Work task
In the data below, the answer is the run of lines from the line containing "self.ctx.set_target_c(0);" through the line containing "temp_c, tip_max_c, self.model.as_ref());", both included; print it exactly and nothing else.

**** Input data ****

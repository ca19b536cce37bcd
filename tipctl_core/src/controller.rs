//! The control task (`ControlTask`).
//!
//! One cycle: wait for a sample, read the tip, compute the requested power,
//! feed the runaway detector, run the safety chain, commit to the heater and
//! only then service the watchdog.

use std::sync::Arc;

use tipctl_traits::clock::Clock;
use tipctl_traits::{
    Heater, PowerModel, SampleGate, SampleWait, Setting, Settings, TipSensor, Watchdog,
};

use crate::clamp::{ClampInputs, SafetyChain};
use crate::config::{ControlCfg, PowerCfg, SafetyCfg};
use crate::context::ControlContext;
use crate::error::{ControlError, FaultKind, Result};
use crate::hw_error::map_hw_error;
use crate::power::PowerCalculator;
use crate::runaway::RunawayDetector;
use crate::status::{CycleOutcome, CycleReport};

/// The tip temperature control task, generic over its hardware collaborators.
pub struct ControlTask<G, S, H, W> {
    pub(crate) gate: G,
    pub(crate) sensor: S,
    pub(crate) heater: H,
    pub(crate) watchdog: W,
    pub(crate) model: Box<dyn PowerModel + Send + Sync>,
    pub(crate) settings: Arc<dyn Settings + Send + Sync>,
    pub(crate) clock: Arc<dyn Clock + Send + Sync>,
    pub(crate) ctx: Arc<ControlContext>,
    pub(crate) control: ControlCfg,
    pub(crate) safety: SafetyCfg,
    pub(crate) power: PowerCfg,

    pub(crate) calc: PowerCalculator,
    pub(crate) runaway: RunawayDetector,
    pub(crate) chain: SafetyChain,
    pub(crate) adc_saturated: bool,
    pub(crate) started: bool,
}

impl<G, S, H, W> core::fmt::Debug for ControlTask<G, S, H, W> {
    fn fmt(&self, f: &mut core::fmt::Formatter<'_>) -> core::fmt::Result {
        f.debug_struct("ControlTask")
            .field("target_c", &self.ctx.target_c())
            .field("runaway", &self.runaway.state())
            .field("started", &self.started)
            .finish_non_exhaustive()
    }
}

impl<G, S, H, W> ControlTask<G, S, H, W>
where
    G: SampleGate,
    S: TipSensor,
    H: Heater,
    W: Watchdog,
{
    #[allow(clippy::too_many_arguments)]
    pub(crate) fn assemble(
        gate: G,
        sensor: S,
        heater: H,
        watchdog: W,
        model: Box<dyn PowerModel + Send + Sync>,
        settings: Arc<dyn Settings + Send + Sync>,
        clock: Arc<dyn Clock + Send + Sync>,
        ctx: Arc<ControlContext>,
        control: ControlCfg,
        safety: SafetyCfg,
        power: PowerCfg,
    ) -> Self {
        let now = clock.now();
        Self {
            calc: PowerCalculator::new(safety.max_target_c, control.integral),
            runaway: RunawayDetector::new(safety.runaway_threshold_c, safety.runaway_time, now),
            chain: SafetyChain::new(safety.adc_saturation_margin, power.slew_limit_x10w, now),
            gate,
            sensor,
            heater,
            watchdog,
            model,
            settings,
            clock,
            ctx,
            control,
            safety,
            power,
            adc_saturated: false,
            started: false,
        }
    }

    pub fn context(&self) -> &Arc<ControlContext> {
        &self.ctx
    }

    pub fn is_started(&self) -> bool {
        self.started
    }

    pub fn runaway(&self) -> &RunawayDetector {
        &self.runaway
    }

    pub fn calculator(&self) -> &PowerCalculator {
        &self.calc
    }

    pub fn chain(&self) -> &SafetyChain {
        &self.chain
    }

    /// Task entry: heater off, target 0, runaway cleared, fresh state, then
    /// warm the ADC filter with spaced reads.
    pub fn start(&mut self) -> Result<()> {
        self.heater
            .off()
            .map_err(|e| eyre::Report::new(map_hw_error(&*e)))?;
        self.ctx.set_target_c(0);
        self.ctx.clear_runaway();

        let now = self.clock.now();
        self.calc = PowerCalculator::new(self.safety.max_target_c, self.control.integral);
        self.runaway = RunawayDetector::new(
            self.safety.runaway_threshold_c,
            self.safety.runaway_time,
            now,
        );
        self.chain = SafetyChain::new(
            self.safety.adc_saturation_margin,
            self.power.slew_limit_x10w,
            now,
        );
        self.adc_saturated = false;

        for _ in 0..self.control.preseed_reads {
            self.clock.sleep(self.control.preseed_spacing);
            let _ = self.sensor.tip_temp_c(true);
        }
        self.started = true;
        tracing::info!(
            preseed_reads = self.control.preseed_reads,
            integral = ?self.control.integral,
            slew = ?self.power.slew_limit_x10w,
            "control task started"
        );
        Ok(())
    }

    /// Turn the heater off (best-effort callers log the error).
    pub fn heater_off(&mut self) -> Result<()> {
        self.heater
            .off()
            .map_err(|e| eyre::Report::new(map_hw_error(&*e)))
    }

    /// One control cycle.
    ///
    /// A sample timeout commands the heater off and leaves every piece of
    /// controller state untouched; the watchdog is not serviced. A failed
    /// heater commit is returned as an error, also without a watchdog reset.
    pub fn cycle(&mut self) -> Result<CycleOutcome> {
        if self.gate.wait_for_sample(self.control.sample_timeout) == SampleWait::Timeout {
            tracing::warn!(
                timeout_ticks = self.control.sample_timeout,
                "no tip sample before timeout; heater off"
            );
            self.heater
                .off()
                .map_err(|e| eyre::Report::new(map_hw_error(&*e)))?;
            return Ok(CycleOutcome::SampleTimeout);
        }

        let target_c = self.ctx.target_c();
        let temp_c = self.sensor.tip_temp_c(true);
        let tip_max_c = self.sensor.max_measurable_c();
        let now = self.clock.now();

        let demand = self
            .calc
            .compute(target_c, temp_c, tip_max_c, self.model.as_ref());

        let tripped = self.runaway.observe(temp_c, demand.error_c, now);
        if tripped {
            self.ctx.latch_runaway();
            let baseline = self.runaway.baseline();
            tracing::error!(
                temp_c,
                target_c = demand.target_c,
                error_c = demand.error_c,
                baseline_c = baseline.temp_c,
                stalled_ticks = now.wrapping_sub(baseline.since),
                fault = %ControlError::Fault(FaultKind::ThermalRunaway),
                "tip not heating; heater disabled until restart"
            );
        }

        let inputs = ClampInputs {
            now,
            raw_counts: self.sensor.raw_counts(),
            runaway: self.ctx.thermal_runaway(),
            keep_awake_pulse_x10w: self.settings.get(Setting::KeepAwakePulse),
            pulse_wait_multiplier: self.settings.get(Setting::KeepAwakePulseWait),
            pulse_duration_multiplier: self.settings.get(Setting::KeepAwakePulseDuration),
            power_limit_w: self.settings.get(Setting::PowerLimit),
            supply_limit_w: self.ctx.supply_limit_w(),
        };
        let clamped = self.chain.apply(demand.requested_x10w, &inputs);

        if clamped.adc_saturated != self.adc_saturated {
            self.adc_saturated = clamped.adc_saturated;
            if clamped.adc_saturated {
                tracing::warn!(raw = inputs.raw_counts, "tip ADC saturated; heater cut");
            } else {
                tracing::info!(raw = inputs.raw_counts, "tip ADC back in range");
            }
        }

        if let Err(e) = self.heater.set_x10_watts(clamped.x10w) {
            let err = map_hw_error(&*e);
            tracing::warn!(error = %err, x10w = clamped.x10w, "heater commit failed");
            return Err(eyre::Report::new(err));
        }
        self.calc.record_committed(clamped.x10w);

        if self.control.trace_state {
            tracing::debug!(
                temp_c,
                target_c = demand.target_c,
                error_c = demand.error_c,
                feed_forward_x10w = demand.feed_forward_x10w,
                integral_x10w = demand.integral_x10w,
                requested_x10w = demand.requested_x10w,
                committed_x10w = clamped.x10w,
                limited_by = ?clamped.limited_by,
                "cycle"
            );
        }

        self.watchdog.reset();

        Ok(CycleOutcome::Committed(CycleReport {
            temp_c,
            demand,
            committed_x10w: clamped.x10w,
            limited_by: clamped.limited_by,
            runaway: inputs.runaway,
            runaway_tripped: tripped,
        }))
    }
}

impl<G, S, H, W> ControlTask<G, S, H, W> {
    /// Whether the last committed cycle was cut by ADC saturation.
    pub fn adc_saturated(&self) -> bool {
        self.adc_saturated
    }
}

****

Completed task
        self.ctx.set_target_c(0);
        self.ctx.clear_runaway();

        let now = self.clock.now();
        self.calc = PowerCalculator::new(self.safety.max_target_c, self.control.integral);
        self.runaway = RunawayDetector::new(
            self.safety.runaway_threshold_c,
            self.safety.runaway_time,
            now,
        );
        self.chain = SafetyChain::new(
            self.safety.adc_saturation_margin,
            self.power.slew_limit_x10w,
            now,
        );
        self.adc_saturated = false;

        for _ in 0..self.control.preseed_reads {
            self.clock.sleep(self.control.preseed_spacing);
            let _ = self.sensor.tip_temp_c(true);
        }
        self.started = true;
        tracing::info!(
            preseed_reads = self.control.preseed_reads,
            integral = ?self.control.integral,
            slew = ?self.power.slew_limit_x10w,
            "control task started"
        );
        Ok(())
    }

    /// Turn the heater off (best-effort callers log the error).
    pub fn heater_off(&mut self) -> Result<()> {
        self.heater
            .off()
            .map_err(|e| eyre::Report::new(map_hw_error(&*e)))
    }

    /// One control cycle.
    ///
    /// A sample timeout commands the heater off and leaves every piece of
    /// controller state untouched; the watchdog is not serviced. A failed
    /// heater commit is returned as an error, also without a watchdog reset.
    pub fn cycle(&mut self) -> Result<CycleOutcome> {
        if self.gate.wait_for_sample(self.control.sample_timeout) == SampleWait::Timeout {
            tracing::warn!(
                timeout_ticks = self.control.sample_timeout,
                "no tip sample before timeout; heater off"
            );
            self.heater
                .off()
                .map_err(|e| eyre::Report::new(map_hw_error(&*e)))?;
            return Ok(CycleOutcome::SampleTimeout);
        }

        let target_c = self.ctx.target_c();
        let temp_c = self.sensor.tip_temp_c(true);
        let tip_max_c = self.sensor.max_measurable_c();
        let now = self.clock.now();

        let demand = self
            .calc
            .compute(target_c, temp_c, tip_max_c, self.model.as_ref());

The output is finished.